Copyfight commenter Jim Keefe pointed me to "Comforting the Comfortable," a Ludic Live blog response by Leonard Pierce to Kurtz's Avengers creation piece. LP, as he authors his pieces, has something to say about nearly every point Kurtz raised.

Unfortunately, he starts off by bashing Kurtz - whose work he admits not to knowing - for being successful. That sort of personal attack isn't helpful and detracts from the important objections LP is raising. So let's skip forward to the substance.

First, LP notes that the question at hand is whether people who enjoyed the Avengers movie would be willing to donate something like the price of a ticket to the Hero Initiative. This non-profit exists to "create a financial safety net for comic creators". Far too often, people in creative endeavors need help - the finances of writing, acting, drawing, or doing comics aren't always lucrative and sometimes people need help with medical bills or just plain old money for groceries. LP notes that this effort to get people to give money in association with seeing Avengers will benefit many people in the comics business, whereas Kurtz's post was narrowly focused on the Avengers' creators and Jack Kirby.

Getting to the heart of the creative issue, LP notes that Kurtz seems to be shooting a strawman of his own creation. Nobody is asserting "that Kirby and Kirby alone be compensated for his work on the characters." And in fact the more modern Marvel writers and artists who've worked on these characters over the decades since Kirby stopped working on them will not be seeing big payouts from the movie either. Most will probably receive nothing - though movie companies notoriously keep their payout sheets extremely close to their accountants' chests. Who actually makes money from a given movie can be hard to fathom, as the IRS itself has complained from time to time.

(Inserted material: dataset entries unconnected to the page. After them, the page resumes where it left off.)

use serde::{Deserialize, Serialize};

/// Per-URL aggregate of detector output. Only created when at least one
/// issue list is non-empty; never mutated afterwards.
#[derive(Debug, Clone, Serialize, Deserialize)]
pub struct Finding {
    pub url: String,
    pub header_issues: Vec<String>,
    pub xss_issues: Vec<String>,
    pub sqli_issues: Vec<String>,
    pub redirect_issues: Vec<String>,
}

impl Finding {
    pub fn issue_count(&self) -> usize {
        self.header_issues.len()
            + self.xss_issues.len()
            + self.sqli_issues.len()
            + self.redirect_issues.len()
    }

    pub fn is_empty(&self) -> bool {
        self.issue_count() == 0
    }
}

/// One `<form>` discovered during the crawl.
#[derive(Debug, Clone, Serialize, Deserialize)]
pub struct FormDescriptor {
    /// Page the form was found on.
    pub url: String,
    /// Submission target, resolved against the page URL.
    pub action: String,
    /// Uppercased HTTP method, "GET" when absent.
    pub method: String,
    /// Named input fields in document order. Unnamed inputs are dropped.
    pub inputs: Vec<String>,
}

/// One payload of an intruder run that produced issues.
#[derive(Debug, Clone, Serialize, Deserialize)]
pub struct IntruderEntry {
    pub payload: String,
    pub issues: Vec<String>,
}

/// One completed repeater iteration.
#[derive(Debug, Clone, Serialize, Deserialize)]
pub struct RepeaterEntry {
    /// 1-based iteration index.
    pub iteration: usize,
    pub status: u16,
    /// Response body length in bytes.
    pub length: usize,
    pub issues: Vec<String>,
}

/// Everything one crawl run collected, handed to the reporter.
#[derive(Debug, Clone, Default, Serialize, Deserialize)]
pub struct ScanOutcome {
    pub findings: Vec<Finding>,
    pub forms: Vec<FormDescriptor>,
    pub pages_visited: usize,
}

Still, take it as given that more people than Kirby have worked on Avengers and more people than Kirby who did such work aren't going to share in the movie's success. Thus, Kurtz's focus on Kirby is misplaced at best, and misleading about the important questions of authorship/ownership and benefits.

Finally, LP points out that issues of creators' rights are still present, still important, and still relevant for discussion. Kurtz's column contained more than a little disdain and, frankly, name-calling which I had omitted in trying to focus on the Copyfight-relevant parts, but LP doesn't hesitate to shoot back, and probably deservedly so.

Moral issues and intellectual property rights have always been oddly entangled, particularly in the US which does not formally recognize artists' moral rights in creations. Calling on Marvel to voluntarily recognize what would be thought of as moral rights is always going to rub some people the wrong way, but is a common feature of charitable efforts.